Close quarters at the start
Rounding the first mark
There was a winner, and a second and third place; but the first and second to finish, both well regarded and skilled sailors who beached their craft to the cheers of a large crowd, were both disqualified for having missed marks during the race. At the awards ceremony, a detailed explanation of the rules and their importance was given to the crowd before the winners were announced. By all accounts, the people were pleased that rules were in fact followed. Some speculate that because too often in Tanzania, rules are broken or not enforced based on things political or financial, the adherence to them in this new venture was actually appreciated.
The race
As they sailed past our house in the evening after the race, even from our vantage on our rooftop terrace, the pride of the sailors could be seen on the faces and in the demeanor of the crews as they sailed past. They knew that even though they are poor fishermen who risk their lives each day to eke out a living, they had earned the respect of every spectator at the event that day.
Sail-by after the race


Merely eking out a living is something that the vast majority of Tanzanians do. Small wages for hard work is the norm. Whether it is the drivers, the maids, or the street vendors, earning a living wage is difficult.
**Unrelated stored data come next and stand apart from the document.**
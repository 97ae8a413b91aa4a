// SPDX-License-Identifier: Apache-2.0
// © James Ross Ω FLYING•ROBOTS <https://github.com/flyingrobots>
//! Fixed-size Bloom filter used as a fast-reject pre-check in front of the
//! hash tables.
//!
//! There is no removal primitive. Owners that delete elements mark their
//! filter stale and rebuild it with [`BloomFilter::reset`] followed by
//! re-insertion of every surviving element.

use core::hash::{Hash, Hasher};
use core::marker::PhantomData;

use rustc_hash::FxHasher;

/// Bloom filter over `BYTES * 8` bits probed by `HASHES` keyed hashes.
///
/// `might_exist` never returns `false` for a value inserted since the last
/// reset; it may return `true` for values that were never inserted.
pub struct BloomFilter<T: ?Sized, const BYTES: usize, const HASHES: u32> {
    bytes: Box<[u8]>,
    _marker: PhantomData<fn(&T)>,
}

impl<T: Hash + ?Sized, const BYTES: usize, const HASHES: u32> BloomFilter<T, BYTES, HASHES> {
    /// Size of the bit array in bytes.
    pub const BYTE_COUNT: usize = BYTES;
    /// Number of keyed hashes probed per value.
    pub const HASH_COUNT: u32 = HASHES;

    /// Creates an empty filter.
    pub fn new() -> Self {
        assert!(BYTES > 0, "bloom filter needs at least one byte");
        Self {
            bytes: vec![0u8; BYTES].into_boxed_slice(),
            _marker: PhantomData,
        }
    }

    /// Total number of bits.
    pub const fn bit_count(&self) -> usize {
        BYTES * 8
    }

    /// Clears every bit.
    pub fn reset(&mut self) {
        self.bytes.fill(0);
    }

    /// Records `value` in the filter.
    pub fn insert(&mut self, value: &T) {
        for seed in 0..HASHES {
            let pos = Self::bit_position(value, seed);
            self.bytes[pos / 8] |= 1 << (pos % 8);
        }
    }

    /// Returns `false` only if `value` was never inserted since the last reset.
    pub fn might_exist(&self, value: &T) -> bool {
        (0..HASHES).all(|seed| {
            let pos = Self::bit_position(value, seed);
            self.bytes[pos / 8] & (1 << (pos % 8)) != 0
        })
    }

    /// Number of set bits; saturation indicator for owners that size filters.
    pub fn set_bits(&self) -> usize {
        self.bytes.iter().map(|b| b.count_ones() as usize).sum()
    }

    #[allow(clippy::cast_possible_truncation)]
    fn bit_position(value: &T, seed: u32) -> usize {
        // Truncation is fine: the result is reduced modulo the bit count.
        (keyed_hash(value, seed) % (BYTES as u64 * 8)) as usize
    }
}

impl<T: Hash + ?Sized, const BYTES: usize, const HASHES: u32> Default
    for BloomFilter<T, BYTES, HASHES>
{
    fn default() -> Self {
        Self::new()
    }
}

impl<T: ?Sized, const BYTES: usize, const HASHES: u32> core::fmt::Debug
    for BloomFilter<T, BYTES, HASHES>
{
    fn fmt(&self, f: &mut core::fmt::Formatter<'_>) -> core::fmt::Result {
        f.debug_struct("BloomFilter")
            .field("bytes", &BYTES)
            .field("hashes", &HASHES)
            .finish_non_exhaustive()
    }
}

/// `FxHasher` seeded with `seed`, followed by the murmur3 64-bit finalizer so
/// the low bits used for the modulo depend on every input bit.
fn keyed_hash<T: Hash + ?Sized>(value: &T, seed: u32) -> u64 {
    let mut hasher = FxHasher::default();
    hasher.write_u32(seed);
    value.hash(&mut hasher);
    let mut h = hasher.finish();
    h ^= h >> 33;
    h = h.wrapping_mul(0xff51_afd7_ed55_8ccd);
    h ^= h >> 33;
    h = h.wrapping_mul(0xc4ce_b9fe_1a85_ec53);
    h ^= h >> 33;
    h
}

#[cfg(test)]
mod tests {
    use super::*;

    #[test]
    fn inserted_values_are_reported() {
        let mut bloom: BloomFilter<u64, 64, 4> = BloomFilter::new();
        for v in 1..=40u64 {
            bloom.insert(&v);
        }
        assert!((1..=40u64).all(|v| bloom.might_exist(&v)));
    }

    #[test]
    fn reset_forgets_everything() {
        let mut bloom: BloomFilter<u64, 128, 3> = BloomFilter::new();
        bloom.insert(&99);
        assert!(bloom.might_exist(&99));
        bloom.reset();
        assert_eq!(bloom.set_bits(), 0);
        assert!(!bloom.might_exist(&99));
    }

    #[test]
    fn seeds_produce_distinct_positions() {
        let positions: Vec<usize> = (0..4)
            .map(|seed| BloomFilter::<u64, 1024, 4>::bit_position(&12345, seed))
            .collect();
        let mut dedup = positions.clone();
        dedup.sort_unstable();
        dedup.dedup();
        assert!(dedup.len() > 1, "keyed hashes collapsed: {positions:?}");
    }
}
Selling coconuts for the milk 

The street vendors are all over the streets of the city center, some with tables set along the sidewalks, others standing or walking about. The sellers of gum, single cigarettes and mints all have the same distinctive way they hold and click the coins together in the palm of their free hand as they walk the streets of the city. Of all the vendors, I am most fascinated by those who ply the daily traffic jams. In the true sense of making good fortune out of someone else’s bad fortune, the vendors in the traffic jams provide a means of buying anything and everything that is sold in stores without having to make the trip. It is easy to sit and brood while caught in a traffic jam for a half an hour or more. Brooding does not help the traffic move, nor, does it seem, do the traffic police trying to manage it all. Better to shop.
 
Peanuts in the shell

Fruit

I have purchased fruit, floor mats for the car, electrified tennis rackets to zap mosquitos and other items while sitting in the car waiting to move. Newspapers, magazines, CDs, DVDs, DC power cords, hats, shoes, clothes, candy, ice cream, fruit, coconuts, water, soda, belts, car floor mats, the requisite red triangle and fire extinguisher for the car, car jacks, tables, pictures, cashew nuts, potato chips, toys, maps of Tanzania, virtually anything you may need is available from a vendor in the traffic jam; and the prices are negotiable as well. No need to worry if the traffic moves in the middle of a transaction, the vendor will catch you up as soon as the car stops again.
Triangles, jacks, things for the car

Phone chargers for the car

DVDs

Picture

Clothes hangers

Toys

Treats

Potato chips

The beggars are there too. There are, the ones with deformities, most, easily corrected with surgery unavailable to them, the ones who cannot walk but have been given the three wheeled tricycles propelled by hand power, and of course, the women with babies. The street here presents the best and worst of humankind; human ingenuity at its best as vendors make a living selling; and human neglect where those who have been cast off as useless are relegated to begging for their survival. Social Darwinism is now in place in this former Socialist state. One last thought about the traffic jams. I follow the route that the Prime Minister takes daily to and from his work. As the sirens screech, the cars pull over, and the motorcade carrying the Prime Minister to his home passes undaunted. The contrasts here are extreme.